[[ DATA FOR THE TASK open ]]
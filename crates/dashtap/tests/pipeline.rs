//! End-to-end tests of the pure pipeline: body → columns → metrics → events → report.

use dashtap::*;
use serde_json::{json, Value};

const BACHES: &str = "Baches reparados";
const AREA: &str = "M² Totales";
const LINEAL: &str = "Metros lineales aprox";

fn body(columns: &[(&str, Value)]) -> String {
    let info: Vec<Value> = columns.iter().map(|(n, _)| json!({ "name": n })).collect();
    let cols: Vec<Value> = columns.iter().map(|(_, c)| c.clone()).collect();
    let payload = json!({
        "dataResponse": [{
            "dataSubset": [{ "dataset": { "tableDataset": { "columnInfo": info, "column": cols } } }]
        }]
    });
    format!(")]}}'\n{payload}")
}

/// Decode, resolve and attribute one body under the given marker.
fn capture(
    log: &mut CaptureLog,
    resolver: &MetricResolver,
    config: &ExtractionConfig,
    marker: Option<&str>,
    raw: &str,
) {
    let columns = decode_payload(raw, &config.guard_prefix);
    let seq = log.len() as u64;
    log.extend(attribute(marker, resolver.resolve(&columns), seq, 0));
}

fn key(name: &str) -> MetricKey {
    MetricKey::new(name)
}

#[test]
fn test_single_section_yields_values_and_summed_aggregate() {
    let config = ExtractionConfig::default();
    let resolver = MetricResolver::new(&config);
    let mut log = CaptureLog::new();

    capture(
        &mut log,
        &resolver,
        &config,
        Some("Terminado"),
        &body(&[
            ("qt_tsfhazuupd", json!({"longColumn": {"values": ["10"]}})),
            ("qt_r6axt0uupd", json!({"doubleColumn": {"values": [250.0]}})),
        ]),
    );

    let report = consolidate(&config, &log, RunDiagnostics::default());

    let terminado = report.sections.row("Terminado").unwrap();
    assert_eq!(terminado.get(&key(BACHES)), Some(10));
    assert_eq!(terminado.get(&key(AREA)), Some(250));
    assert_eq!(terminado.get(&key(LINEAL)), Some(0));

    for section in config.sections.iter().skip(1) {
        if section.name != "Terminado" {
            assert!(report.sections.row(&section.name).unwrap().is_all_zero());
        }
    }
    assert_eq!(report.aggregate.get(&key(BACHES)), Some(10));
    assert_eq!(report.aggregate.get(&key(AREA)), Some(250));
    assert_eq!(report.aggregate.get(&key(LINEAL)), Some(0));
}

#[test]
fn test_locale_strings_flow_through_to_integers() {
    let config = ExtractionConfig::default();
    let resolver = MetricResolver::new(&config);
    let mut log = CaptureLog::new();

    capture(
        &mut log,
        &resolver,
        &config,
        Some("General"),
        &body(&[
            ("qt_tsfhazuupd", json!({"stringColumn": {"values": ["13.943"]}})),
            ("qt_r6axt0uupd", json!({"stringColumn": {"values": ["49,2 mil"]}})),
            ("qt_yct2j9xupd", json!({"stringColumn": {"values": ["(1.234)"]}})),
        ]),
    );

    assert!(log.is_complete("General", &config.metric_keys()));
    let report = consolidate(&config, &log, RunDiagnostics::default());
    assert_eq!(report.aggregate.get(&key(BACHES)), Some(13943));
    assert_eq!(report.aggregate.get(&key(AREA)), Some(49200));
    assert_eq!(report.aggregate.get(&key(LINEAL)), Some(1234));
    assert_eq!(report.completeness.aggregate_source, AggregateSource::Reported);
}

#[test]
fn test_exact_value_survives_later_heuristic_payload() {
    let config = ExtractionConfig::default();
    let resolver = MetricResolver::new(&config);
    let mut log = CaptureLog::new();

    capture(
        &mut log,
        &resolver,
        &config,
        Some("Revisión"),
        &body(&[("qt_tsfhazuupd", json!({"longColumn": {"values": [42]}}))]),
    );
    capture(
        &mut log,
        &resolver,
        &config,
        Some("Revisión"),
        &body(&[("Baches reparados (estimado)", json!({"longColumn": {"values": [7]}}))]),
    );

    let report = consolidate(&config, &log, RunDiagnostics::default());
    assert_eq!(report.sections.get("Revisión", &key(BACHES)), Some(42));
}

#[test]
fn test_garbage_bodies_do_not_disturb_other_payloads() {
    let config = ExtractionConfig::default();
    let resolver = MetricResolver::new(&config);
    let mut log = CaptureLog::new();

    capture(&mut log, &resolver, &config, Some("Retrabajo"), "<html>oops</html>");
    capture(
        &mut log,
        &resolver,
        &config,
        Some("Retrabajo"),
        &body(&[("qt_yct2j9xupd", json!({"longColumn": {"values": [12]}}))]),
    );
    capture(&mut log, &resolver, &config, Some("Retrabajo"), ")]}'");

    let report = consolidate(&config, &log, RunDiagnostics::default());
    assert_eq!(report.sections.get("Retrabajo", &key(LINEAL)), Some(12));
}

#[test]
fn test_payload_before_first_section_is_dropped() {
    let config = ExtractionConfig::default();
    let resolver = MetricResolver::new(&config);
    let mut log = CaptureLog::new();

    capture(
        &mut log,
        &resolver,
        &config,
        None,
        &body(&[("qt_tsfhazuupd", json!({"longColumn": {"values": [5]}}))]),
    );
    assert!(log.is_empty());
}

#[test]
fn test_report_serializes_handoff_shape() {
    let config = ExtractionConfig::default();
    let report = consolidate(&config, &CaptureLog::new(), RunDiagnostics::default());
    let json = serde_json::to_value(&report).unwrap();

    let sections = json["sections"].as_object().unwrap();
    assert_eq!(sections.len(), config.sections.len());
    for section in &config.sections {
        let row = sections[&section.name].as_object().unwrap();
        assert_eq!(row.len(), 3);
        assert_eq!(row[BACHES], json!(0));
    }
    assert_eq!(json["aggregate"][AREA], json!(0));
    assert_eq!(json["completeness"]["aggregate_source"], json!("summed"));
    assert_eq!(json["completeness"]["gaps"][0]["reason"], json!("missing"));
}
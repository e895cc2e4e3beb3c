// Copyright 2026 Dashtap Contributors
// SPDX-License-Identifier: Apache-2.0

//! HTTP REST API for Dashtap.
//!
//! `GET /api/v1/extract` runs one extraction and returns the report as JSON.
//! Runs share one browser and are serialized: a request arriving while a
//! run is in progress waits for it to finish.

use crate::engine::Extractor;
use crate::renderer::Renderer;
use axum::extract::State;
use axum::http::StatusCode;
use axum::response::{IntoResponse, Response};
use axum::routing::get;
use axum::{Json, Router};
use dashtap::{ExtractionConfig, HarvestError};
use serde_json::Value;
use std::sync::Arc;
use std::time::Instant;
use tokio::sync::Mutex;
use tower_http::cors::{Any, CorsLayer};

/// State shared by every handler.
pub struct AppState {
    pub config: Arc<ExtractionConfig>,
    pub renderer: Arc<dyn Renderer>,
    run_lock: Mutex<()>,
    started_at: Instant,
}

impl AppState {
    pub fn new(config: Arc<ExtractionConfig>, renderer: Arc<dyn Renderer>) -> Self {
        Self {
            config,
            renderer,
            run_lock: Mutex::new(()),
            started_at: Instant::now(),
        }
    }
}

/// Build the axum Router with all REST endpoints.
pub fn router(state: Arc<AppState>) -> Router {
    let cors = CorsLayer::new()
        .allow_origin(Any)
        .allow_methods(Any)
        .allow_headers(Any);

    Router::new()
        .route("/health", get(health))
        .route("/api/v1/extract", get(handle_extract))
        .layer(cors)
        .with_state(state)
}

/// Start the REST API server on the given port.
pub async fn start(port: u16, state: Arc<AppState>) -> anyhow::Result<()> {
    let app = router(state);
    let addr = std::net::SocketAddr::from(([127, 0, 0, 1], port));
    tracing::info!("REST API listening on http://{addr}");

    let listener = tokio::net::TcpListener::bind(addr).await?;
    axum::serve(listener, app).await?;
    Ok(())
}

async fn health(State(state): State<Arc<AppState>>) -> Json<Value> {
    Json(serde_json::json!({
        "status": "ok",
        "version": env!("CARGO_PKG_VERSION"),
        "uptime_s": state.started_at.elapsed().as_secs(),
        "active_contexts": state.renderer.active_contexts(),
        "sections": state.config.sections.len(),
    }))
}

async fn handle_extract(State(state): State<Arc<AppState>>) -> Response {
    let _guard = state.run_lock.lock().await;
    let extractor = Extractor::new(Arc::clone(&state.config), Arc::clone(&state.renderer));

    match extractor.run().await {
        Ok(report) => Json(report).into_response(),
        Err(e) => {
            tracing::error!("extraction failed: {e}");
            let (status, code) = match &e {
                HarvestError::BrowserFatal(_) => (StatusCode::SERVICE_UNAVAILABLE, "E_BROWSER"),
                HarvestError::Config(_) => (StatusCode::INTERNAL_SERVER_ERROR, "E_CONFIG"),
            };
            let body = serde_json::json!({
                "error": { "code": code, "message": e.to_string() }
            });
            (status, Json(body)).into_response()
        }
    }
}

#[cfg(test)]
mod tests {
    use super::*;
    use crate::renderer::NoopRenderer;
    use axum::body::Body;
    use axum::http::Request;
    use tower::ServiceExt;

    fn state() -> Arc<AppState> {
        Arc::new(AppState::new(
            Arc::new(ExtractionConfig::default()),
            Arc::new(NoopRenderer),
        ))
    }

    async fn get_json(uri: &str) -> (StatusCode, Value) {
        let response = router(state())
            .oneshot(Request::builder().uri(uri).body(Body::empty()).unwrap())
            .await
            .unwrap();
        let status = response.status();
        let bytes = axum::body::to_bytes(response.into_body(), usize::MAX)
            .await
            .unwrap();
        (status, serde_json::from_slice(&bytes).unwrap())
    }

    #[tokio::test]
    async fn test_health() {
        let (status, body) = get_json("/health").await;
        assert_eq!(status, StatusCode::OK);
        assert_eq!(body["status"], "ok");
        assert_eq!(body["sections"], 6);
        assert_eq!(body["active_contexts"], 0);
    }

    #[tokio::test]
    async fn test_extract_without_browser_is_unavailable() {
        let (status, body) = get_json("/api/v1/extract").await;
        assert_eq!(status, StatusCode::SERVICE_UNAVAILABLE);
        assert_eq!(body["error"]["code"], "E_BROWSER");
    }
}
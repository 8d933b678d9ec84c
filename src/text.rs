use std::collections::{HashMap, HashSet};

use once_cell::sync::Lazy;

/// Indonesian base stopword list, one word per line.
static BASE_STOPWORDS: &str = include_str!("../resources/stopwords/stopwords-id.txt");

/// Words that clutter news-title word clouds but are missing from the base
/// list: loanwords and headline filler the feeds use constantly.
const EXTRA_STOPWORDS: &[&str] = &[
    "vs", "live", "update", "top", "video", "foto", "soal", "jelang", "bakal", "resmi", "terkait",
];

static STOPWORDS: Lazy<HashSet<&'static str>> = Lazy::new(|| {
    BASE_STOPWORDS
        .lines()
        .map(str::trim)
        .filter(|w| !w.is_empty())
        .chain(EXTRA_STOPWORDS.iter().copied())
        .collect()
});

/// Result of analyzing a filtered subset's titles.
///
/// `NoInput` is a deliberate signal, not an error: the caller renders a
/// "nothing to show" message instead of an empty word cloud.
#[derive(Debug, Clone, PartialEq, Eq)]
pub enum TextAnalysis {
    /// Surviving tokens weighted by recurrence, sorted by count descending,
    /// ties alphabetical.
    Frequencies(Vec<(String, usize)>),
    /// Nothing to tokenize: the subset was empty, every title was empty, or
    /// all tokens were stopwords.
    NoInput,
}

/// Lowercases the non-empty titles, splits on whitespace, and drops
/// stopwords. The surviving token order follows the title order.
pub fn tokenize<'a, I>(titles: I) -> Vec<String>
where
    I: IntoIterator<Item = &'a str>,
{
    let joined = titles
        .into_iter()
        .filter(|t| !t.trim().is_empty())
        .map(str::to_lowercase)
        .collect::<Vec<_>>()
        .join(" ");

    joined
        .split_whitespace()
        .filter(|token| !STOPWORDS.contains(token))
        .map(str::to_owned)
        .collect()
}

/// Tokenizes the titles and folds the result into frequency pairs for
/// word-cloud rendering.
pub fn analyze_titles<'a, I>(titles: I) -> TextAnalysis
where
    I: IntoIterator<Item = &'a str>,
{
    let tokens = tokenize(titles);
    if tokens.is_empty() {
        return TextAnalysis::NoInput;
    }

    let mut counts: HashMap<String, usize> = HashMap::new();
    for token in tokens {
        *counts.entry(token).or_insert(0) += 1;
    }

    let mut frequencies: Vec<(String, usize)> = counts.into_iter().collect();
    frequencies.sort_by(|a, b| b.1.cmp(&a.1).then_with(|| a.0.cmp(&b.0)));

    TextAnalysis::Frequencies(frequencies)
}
[[ DATA FOR THE TASK closed ]]
[[ DATA FOR THE TASK open ]]
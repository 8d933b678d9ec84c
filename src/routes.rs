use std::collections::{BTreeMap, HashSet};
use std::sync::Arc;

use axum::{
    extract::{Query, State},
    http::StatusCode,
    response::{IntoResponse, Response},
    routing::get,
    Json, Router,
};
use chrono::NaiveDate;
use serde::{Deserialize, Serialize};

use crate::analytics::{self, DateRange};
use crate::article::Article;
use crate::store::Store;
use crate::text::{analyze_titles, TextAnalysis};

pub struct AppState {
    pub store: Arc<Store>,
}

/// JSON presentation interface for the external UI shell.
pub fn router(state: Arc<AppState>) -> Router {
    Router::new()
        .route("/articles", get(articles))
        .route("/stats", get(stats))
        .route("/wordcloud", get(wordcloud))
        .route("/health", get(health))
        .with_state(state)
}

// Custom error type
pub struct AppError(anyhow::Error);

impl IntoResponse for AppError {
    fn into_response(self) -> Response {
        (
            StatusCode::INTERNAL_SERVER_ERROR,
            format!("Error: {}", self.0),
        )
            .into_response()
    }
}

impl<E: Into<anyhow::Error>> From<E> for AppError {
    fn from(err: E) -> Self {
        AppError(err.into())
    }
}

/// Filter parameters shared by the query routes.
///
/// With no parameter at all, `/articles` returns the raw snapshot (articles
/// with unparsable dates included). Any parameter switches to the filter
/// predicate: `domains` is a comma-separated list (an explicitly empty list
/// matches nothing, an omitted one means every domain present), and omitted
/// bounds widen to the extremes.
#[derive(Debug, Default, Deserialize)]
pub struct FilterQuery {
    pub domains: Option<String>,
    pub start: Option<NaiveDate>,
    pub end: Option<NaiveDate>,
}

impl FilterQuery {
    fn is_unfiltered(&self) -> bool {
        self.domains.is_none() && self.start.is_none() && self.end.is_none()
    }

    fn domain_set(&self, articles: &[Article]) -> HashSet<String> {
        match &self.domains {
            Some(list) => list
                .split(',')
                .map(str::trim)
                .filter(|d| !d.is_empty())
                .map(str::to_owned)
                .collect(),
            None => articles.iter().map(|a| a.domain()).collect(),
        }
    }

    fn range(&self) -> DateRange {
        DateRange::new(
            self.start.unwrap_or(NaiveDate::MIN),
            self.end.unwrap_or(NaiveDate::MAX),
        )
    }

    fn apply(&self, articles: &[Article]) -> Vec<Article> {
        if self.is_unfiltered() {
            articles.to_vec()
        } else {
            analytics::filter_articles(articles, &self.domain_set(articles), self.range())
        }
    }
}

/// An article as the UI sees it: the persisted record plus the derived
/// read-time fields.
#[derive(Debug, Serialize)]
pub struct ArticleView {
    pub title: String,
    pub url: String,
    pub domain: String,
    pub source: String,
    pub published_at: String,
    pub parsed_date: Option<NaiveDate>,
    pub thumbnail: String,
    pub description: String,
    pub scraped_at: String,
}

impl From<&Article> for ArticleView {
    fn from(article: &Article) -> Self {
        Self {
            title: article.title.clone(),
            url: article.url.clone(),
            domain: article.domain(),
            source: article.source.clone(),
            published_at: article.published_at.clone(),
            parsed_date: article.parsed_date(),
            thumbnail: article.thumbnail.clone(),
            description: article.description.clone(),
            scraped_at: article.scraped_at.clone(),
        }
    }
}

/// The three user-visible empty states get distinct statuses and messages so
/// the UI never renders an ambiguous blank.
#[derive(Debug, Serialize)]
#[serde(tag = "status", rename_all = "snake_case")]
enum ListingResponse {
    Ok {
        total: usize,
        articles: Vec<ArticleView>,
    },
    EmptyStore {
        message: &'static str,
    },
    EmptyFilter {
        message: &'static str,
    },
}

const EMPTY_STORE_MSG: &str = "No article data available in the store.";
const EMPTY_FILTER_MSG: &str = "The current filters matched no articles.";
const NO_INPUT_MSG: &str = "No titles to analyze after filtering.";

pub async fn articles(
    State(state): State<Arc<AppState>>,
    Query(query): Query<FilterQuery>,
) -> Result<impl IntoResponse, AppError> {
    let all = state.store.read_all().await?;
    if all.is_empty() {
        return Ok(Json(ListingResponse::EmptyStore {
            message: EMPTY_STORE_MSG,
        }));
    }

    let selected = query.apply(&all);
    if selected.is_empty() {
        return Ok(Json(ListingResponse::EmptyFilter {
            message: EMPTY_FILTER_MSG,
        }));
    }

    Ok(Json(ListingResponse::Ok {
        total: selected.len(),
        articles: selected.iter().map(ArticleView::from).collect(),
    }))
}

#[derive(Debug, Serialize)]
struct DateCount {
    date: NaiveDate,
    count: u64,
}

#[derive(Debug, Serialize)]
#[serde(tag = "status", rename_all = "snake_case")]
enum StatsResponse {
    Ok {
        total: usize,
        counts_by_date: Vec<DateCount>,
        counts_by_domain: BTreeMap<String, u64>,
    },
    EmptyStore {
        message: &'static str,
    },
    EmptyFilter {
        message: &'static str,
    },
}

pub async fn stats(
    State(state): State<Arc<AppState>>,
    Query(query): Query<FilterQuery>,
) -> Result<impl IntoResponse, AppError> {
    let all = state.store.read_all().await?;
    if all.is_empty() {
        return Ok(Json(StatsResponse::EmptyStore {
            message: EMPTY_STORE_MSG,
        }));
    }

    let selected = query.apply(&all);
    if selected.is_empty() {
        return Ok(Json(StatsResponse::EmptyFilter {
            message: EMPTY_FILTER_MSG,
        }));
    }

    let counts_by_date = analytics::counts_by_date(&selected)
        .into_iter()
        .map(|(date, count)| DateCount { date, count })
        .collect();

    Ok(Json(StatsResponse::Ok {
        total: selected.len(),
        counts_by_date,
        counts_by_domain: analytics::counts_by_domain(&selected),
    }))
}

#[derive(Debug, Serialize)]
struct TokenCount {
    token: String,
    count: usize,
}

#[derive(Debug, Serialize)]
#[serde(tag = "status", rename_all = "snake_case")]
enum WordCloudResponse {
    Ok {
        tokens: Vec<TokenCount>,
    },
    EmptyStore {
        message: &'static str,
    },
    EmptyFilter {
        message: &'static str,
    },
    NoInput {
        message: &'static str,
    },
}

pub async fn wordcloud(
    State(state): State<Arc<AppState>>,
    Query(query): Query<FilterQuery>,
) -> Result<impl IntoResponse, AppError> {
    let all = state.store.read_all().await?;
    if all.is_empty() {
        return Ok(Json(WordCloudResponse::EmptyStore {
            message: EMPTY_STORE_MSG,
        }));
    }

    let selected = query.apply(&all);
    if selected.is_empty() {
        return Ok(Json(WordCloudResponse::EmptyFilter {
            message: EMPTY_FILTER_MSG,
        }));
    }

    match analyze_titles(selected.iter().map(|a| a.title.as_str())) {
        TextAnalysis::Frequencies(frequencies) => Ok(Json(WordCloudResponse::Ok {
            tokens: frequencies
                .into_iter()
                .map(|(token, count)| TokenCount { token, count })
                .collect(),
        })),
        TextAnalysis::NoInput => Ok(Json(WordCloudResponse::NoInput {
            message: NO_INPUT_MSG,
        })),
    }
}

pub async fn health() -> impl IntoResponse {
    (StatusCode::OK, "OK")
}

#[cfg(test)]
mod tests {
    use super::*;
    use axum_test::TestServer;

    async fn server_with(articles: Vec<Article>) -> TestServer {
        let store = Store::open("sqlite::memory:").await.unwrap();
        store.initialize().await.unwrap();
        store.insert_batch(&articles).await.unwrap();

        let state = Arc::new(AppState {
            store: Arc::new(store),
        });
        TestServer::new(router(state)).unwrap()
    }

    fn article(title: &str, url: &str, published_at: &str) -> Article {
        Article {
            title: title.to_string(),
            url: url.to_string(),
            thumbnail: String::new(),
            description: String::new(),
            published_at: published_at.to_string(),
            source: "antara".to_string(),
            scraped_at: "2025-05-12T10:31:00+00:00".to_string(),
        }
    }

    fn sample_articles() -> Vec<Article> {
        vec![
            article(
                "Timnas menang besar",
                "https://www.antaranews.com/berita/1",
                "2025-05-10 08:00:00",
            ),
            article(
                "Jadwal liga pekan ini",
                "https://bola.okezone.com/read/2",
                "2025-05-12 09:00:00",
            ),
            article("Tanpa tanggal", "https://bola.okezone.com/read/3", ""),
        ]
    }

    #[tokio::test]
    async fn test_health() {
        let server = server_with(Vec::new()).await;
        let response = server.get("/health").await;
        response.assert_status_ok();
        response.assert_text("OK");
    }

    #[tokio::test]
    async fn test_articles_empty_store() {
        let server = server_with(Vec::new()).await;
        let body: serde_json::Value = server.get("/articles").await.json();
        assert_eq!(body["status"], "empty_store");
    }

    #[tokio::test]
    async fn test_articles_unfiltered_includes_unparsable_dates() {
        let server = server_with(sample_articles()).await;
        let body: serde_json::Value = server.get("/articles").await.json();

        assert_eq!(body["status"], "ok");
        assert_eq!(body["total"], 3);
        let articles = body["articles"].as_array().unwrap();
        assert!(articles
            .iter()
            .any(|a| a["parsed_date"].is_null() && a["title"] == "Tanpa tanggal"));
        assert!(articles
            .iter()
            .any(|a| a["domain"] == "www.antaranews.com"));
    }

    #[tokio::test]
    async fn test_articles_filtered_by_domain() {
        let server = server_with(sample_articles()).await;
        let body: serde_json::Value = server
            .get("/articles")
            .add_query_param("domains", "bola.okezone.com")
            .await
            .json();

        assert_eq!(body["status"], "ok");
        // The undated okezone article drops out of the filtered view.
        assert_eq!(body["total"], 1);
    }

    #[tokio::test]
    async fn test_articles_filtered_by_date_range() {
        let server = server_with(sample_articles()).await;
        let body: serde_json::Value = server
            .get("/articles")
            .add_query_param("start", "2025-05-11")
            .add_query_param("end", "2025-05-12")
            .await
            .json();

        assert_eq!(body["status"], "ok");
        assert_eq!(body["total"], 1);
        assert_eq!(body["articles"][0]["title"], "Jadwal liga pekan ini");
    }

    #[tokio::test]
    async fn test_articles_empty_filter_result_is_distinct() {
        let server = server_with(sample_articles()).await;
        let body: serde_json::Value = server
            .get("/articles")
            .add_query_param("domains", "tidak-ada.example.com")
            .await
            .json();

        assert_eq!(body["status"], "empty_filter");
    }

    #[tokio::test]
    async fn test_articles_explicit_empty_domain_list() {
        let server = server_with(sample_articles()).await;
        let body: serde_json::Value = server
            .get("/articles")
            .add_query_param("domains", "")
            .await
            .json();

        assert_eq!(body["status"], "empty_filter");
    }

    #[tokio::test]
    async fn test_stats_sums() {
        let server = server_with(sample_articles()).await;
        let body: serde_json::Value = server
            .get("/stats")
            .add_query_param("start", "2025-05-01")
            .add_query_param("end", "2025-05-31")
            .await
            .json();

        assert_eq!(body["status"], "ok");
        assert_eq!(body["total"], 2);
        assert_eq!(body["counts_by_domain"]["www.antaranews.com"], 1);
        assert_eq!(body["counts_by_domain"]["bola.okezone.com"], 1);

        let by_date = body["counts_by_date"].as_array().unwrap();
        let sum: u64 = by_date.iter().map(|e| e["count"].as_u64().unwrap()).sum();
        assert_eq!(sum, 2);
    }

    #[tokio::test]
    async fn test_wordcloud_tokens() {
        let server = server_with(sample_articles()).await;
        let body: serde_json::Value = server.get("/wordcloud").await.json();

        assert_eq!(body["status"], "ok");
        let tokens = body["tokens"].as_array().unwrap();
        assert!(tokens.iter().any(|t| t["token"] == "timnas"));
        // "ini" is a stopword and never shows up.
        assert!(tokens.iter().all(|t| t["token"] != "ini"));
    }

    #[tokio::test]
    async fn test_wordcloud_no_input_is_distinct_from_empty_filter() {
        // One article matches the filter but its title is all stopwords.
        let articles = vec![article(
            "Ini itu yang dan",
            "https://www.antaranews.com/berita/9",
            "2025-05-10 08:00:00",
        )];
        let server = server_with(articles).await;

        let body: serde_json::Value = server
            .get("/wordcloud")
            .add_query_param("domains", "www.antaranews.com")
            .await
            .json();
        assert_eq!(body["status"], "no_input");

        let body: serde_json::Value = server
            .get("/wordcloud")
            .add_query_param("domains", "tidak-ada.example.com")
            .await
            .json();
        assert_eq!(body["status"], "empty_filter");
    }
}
[[ DATA FOR THE TASK closed ]]
[[ DATA FOR THE TASK open ]]
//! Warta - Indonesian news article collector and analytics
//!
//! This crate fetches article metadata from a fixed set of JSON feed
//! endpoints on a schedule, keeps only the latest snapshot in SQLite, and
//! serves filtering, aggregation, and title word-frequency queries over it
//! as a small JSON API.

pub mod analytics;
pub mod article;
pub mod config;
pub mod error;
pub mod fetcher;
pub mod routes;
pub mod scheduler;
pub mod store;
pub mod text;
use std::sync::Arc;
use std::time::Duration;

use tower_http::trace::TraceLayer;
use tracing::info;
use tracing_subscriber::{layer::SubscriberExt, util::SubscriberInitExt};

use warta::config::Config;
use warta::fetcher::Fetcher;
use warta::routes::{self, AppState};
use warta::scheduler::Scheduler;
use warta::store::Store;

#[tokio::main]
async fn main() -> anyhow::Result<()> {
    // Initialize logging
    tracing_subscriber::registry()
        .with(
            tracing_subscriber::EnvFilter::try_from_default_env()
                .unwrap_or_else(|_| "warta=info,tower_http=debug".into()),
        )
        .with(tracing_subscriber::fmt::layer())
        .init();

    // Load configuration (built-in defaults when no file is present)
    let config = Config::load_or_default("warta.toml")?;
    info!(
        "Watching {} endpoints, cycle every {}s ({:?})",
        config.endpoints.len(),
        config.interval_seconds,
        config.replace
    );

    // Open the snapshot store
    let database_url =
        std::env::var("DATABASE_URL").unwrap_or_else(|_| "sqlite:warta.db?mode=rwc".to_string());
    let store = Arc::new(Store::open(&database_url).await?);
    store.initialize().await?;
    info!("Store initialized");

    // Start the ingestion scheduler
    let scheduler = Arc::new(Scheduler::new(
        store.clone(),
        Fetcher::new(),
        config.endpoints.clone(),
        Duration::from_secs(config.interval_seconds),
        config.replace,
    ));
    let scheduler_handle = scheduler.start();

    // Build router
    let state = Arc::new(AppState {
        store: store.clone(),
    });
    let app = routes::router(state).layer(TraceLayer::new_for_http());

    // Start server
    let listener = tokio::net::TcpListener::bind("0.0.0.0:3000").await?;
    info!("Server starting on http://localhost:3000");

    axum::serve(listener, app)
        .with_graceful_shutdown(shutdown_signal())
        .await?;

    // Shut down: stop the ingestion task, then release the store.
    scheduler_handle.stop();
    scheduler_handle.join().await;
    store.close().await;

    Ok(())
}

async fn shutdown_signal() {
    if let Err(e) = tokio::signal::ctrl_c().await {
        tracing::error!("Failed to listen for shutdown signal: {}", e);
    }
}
[[ DATA FOR THE TASK closed ]]
### WHAT TO DO
Copy each line of the data that contains the word "WordCloudResponse", leaving the other lines out.

### COMPLETED EXERCISE
enum WordCloudResponse {
        return Ok(Json(WordCloudResponse::EmptyStore {
        return Ok(Json(WordCloudResponse::EmptyFilter {
        TextAnalysis::Frequencies(frequencies) => Ok(Json(WordCloudResponse::Ok {
        TextAnalysis::NoInput => Ok(Json(WordCloudResponse::NoInput {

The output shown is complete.